Voice assistants work by receiving spoken audio, converting that audio into a text string, and then processing that text string to produce a result. The result, which is also a text string, is then converted back into audio using a text-to-speech engine. While it is possible to use a local voice recognition model to convert speech into text, running such a model requires significant computational resources. Smart phones and smart speakers do not usually have processors (or power supplies) capable of supporting voice processing locally, so they instead transmit a recording of the voice audio to a remote server for processing.

xkcd comic about smart speakers — **Figure 1:** Comic demonstrating one way to counter a voice assistant.¹

As illustrated in Figure 1, smart speakers for voice assistance have become common in homes. Examples include Amazon Echo² and Google Home³ devices, which include dedicated smart speakers with built-in microphones, smartphone apps that use the phone’s microphone, household appliances that have microphones, and even thermostats and similar built-in equipment that can be microphone-equipped. The companies marketing these devices are actively encouraging people to place microphones throughout their homes.

Surveillance

A key issue with voice assistance technology is that it has to be kept in an always-listening mode in order to be effective. The microphones in these devices are therefore always active. With newer generation devices, some processing is at least performed on the device locally to detect a special word or phrase, which then triggers the device to transmit the audio recording to a remote server for processing the voice request. In theory, this approach of using local processing to activate the assistant is a way to mitigate the threat of an always-listening microphone. In practice, however, the limited capabilities of the on-device processor results in a significant number of false positive detections, which causes these devices to transmit unintentionally recorded audio to the remove server about once an hour on average.⁴

Intentional interactions with the voice assistant are mined for data and used to target advertising in the same way as Internet search history or television/game console interactions. One could argue that this outcome is expected, since the user is knowingly sending a voice recording to the assistance service. Unintentional activations represent a more significant threat to privacy, since the user isn’t aware that the content of their speech is being recorded and transmitted. Nothing stops companies from collecting data from these unintentional activations.

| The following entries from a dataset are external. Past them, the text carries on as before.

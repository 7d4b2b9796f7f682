// 认证中间件只挂在账号路由上，限流和错误日志全局生效
mod auth;
mod error_handler;
mod rate_limit;

pub use auth::auth_middleware;
pub use error_handler::log_errors;
pub use rate_limit::{RateLimiter, rate_limit};
use std::path::Path;

use uuid::Uuid;

use crate::error::AppError;

pub const MAX_IMAGE_BYTES: usize = 5 * 1024 * 1024; // 5MB

/// 按文件头识别图片类型，只认 JPEG/PNG/GIF。
fn sniff_image(bytes: &[u8]) -> Option<&'static str> {
    match bytes {
        [0xFF, 0xD8, 0xFF, ..] => Some("image/jpeg"),
        [0x89, 0x50, 0x4E, 0x47, ..] => Some("image/png"),
        [0x47, 0x49, 0x46, 0x38, ..] => Some("image/gif"),
        _ => None,
    }
}

fn extension_for(mime: &str) -> &'static str {
    match mime {
        "image/jpeg" => "jpg",
        "image/png" => "png",
        "image/gif" => "gif",
        _ => "bin",
    }
}

/// 校验并落盘上传的图片，返回对外可访问的 URL 路径。
/// 文件名用 UUID 重新生成，不信任客户端提供的名字。
pub async fn save_image(upload_dir: &str, data: &[u8]) -> Result<String, AppError> {
    if data.is_empty() {
        return Err(AppError::Upload("图片内容为空".to_string()));
    }
    if data.len() > MAX_IMAGE_BYTES {
        return Err(AppError::Upload("图片大小不能超过5MB".to_string()));
    }
    let mime = sniff_image(data)
        .ok_or_else(|| AppError::Upload("仅支持 JPEG、PNG、GIF 格式的图片".to_string()))?;

    if let Err(e) = tokio::fs::create_dir_all(upload_dir).await {
        tracing::error!("Failed to create upload directory {}: {}", upload_dir, e);
        return Err(AppError::Storage("保存图片失败".to_string()));
    }

    let filename = format!("{}.{}", Uuid::new_v4(), extension_for(mime));
    let path = Path::new(upload_dir).join(&filename);
    if let Err(e) = tokio::fs::write(&path, data).await {
        tracing::error!("Failed to write upload {}: {}", path.display(), e);
        return Err(AppError::Storage("保存图片失败".to_string()));
    }

    tracing::info!("Image uploaded: {} ({} bytes)", filename, data.len());
    Ok(format!("/uploads/{}", filename))
}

Whenever a voice assistant is activated, whether intentionally or unintentionally, the service provider handling voice recognition may retain a recording of the original audio for an indefinite amount of time. Law enforcement can obtain these recordings through various mechanisms, likely requiring only a subpoena. Some of the companies operating these services might initially push back and demand a court order. However, prior cases demonstrate that the court is likely to grant the order.⁵ Contrary to popular belief, the police do not require a warrant to obtain these voice recordings, since the Fourth Amendment is not implicated. A user who willfully installs a microphone that is capable of transmitting audio to a private company agrees to share their audio data with that company. Data voluntarily shared with a company becomes a business record and is therefore no longer protected against unreasonable search or seizure.

Mitigating the Threat

The best way to mitigate the threat of a voice assistant is not to use one at all. Much greater privacy can be obtained by using a properly configured Web browser to look up the same information or perform the same tasks as a voice assistant. For individuals with disabilities, a self-hosted solution like Willow⁶ would offer greater privacy than a cloud-based solution. That said, for some populations (with disabilities, senior citizens, etc.), the benefits of a commercial voice assistant might outweigh the privacy implications.